[Stored items]

::::

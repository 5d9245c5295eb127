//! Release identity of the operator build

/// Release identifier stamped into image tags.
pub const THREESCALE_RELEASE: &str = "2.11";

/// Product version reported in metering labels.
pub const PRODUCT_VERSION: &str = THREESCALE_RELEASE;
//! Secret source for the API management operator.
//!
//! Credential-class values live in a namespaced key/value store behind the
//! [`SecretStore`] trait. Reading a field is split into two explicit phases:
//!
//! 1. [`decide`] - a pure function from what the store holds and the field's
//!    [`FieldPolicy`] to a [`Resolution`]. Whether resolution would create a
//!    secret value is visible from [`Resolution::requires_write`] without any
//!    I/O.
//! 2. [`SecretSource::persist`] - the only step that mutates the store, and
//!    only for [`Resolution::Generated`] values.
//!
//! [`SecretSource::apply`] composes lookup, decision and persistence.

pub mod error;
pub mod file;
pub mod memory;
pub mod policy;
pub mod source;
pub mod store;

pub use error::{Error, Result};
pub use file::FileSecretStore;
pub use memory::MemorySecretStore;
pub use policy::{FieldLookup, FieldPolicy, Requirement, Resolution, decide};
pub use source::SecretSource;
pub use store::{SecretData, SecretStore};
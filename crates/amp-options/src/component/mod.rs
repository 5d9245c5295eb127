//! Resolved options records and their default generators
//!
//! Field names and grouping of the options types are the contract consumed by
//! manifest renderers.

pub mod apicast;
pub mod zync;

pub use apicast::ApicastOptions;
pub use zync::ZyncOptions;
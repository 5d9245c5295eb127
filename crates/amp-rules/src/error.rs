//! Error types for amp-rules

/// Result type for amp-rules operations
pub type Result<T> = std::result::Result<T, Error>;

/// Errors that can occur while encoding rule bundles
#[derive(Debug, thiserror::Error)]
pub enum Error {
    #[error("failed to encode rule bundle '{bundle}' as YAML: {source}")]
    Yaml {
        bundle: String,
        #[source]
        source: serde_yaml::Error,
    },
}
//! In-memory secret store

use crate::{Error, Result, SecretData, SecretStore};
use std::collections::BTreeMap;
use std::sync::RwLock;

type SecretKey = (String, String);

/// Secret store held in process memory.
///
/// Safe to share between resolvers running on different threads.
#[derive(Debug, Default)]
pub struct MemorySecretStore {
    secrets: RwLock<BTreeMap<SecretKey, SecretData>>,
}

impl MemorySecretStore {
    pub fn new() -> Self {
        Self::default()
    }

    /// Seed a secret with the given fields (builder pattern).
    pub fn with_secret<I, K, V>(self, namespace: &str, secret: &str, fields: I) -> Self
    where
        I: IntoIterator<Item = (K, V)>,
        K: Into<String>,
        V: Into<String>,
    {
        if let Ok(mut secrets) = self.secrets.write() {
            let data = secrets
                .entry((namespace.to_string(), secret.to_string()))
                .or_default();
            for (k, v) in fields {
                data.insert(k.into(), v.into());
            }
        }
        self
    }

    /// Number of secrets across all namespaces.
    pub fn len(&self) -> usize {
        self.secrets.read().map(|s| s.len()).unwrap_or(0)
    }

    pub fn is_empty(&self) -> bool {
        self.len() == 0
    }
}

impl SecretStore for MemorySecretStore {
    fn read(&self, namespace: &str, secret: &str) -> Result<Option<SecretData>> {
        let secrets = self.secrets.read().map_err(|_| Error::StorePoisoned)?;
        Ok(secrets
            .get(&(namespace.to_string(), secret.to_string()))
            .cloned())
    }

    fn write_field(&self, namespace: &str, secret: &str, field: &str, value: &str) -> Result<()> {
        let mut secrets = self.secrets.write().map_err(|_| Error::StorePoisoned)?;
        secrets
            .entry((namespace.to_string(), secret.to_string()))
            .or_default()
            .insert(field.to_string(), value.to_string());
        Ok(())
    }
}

::::

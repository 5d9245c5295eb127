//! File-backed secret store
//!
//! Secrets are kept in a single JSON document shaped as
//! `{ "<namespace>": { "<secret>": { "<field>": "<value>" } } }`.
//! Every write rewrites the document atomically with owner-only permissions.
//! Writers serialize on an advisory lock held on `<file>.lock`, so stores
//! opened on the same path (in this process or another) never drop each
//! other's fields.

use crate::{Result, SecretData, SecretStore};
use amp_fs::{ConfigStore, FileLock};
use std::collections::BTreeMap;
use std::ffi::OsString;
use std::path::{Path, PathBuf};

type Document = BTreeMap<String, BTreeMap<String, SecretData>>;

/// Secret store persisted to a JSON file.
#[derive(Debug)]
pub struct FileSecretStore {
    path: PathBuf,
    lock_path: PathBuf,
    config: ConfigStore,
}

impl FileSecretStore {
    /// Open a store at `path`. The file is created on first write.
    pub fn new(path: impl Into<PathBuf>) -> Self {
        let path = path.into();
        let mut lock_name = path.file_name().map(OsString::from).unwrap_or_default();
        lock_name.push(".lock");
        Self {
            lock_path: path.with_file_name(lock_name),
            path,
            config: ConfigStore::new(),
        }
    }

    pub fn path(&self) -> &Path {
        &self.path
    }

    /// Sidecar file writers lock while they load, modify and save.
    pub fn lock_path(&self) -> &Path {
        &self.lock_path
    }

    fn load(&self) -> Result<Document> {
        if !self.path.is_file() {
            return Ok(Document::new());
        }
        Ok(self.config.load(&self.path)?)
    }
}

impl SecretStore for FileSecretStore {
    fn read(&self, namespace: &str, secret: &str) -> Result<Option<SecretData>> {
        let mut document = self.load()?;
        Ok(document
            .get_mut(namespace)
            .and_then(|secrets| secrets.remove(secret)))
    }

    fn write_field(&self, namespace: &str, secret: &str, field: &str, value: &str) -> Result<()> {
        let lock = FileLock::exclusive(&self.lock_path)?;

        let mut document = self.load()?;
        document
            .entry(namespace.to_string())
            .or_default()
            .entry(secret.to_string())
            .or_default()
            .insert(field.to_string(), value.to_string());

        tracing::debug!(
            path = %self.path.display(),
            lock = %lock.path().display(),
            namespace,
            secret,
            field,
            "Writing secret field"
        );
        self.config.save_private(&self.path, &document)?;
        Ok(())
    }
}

::::

▶ _TASK ITEM_
Copy the lines of the data above exactly as written, beginning with the line containing "File-backed secret store" and ending with the line containing "with owner-only permissions.", and leave out all other lines.

▶ _ANSWER TO THIS TASK_
//! File-backed secret store
//!
//! Secrets are kept in a single JSON document shaped as
//! `{ "<namespace>": { "<secret>": { "<field>": "<value>" } } }`.
//! Every write rewrites the document atomically with owner-only permissions.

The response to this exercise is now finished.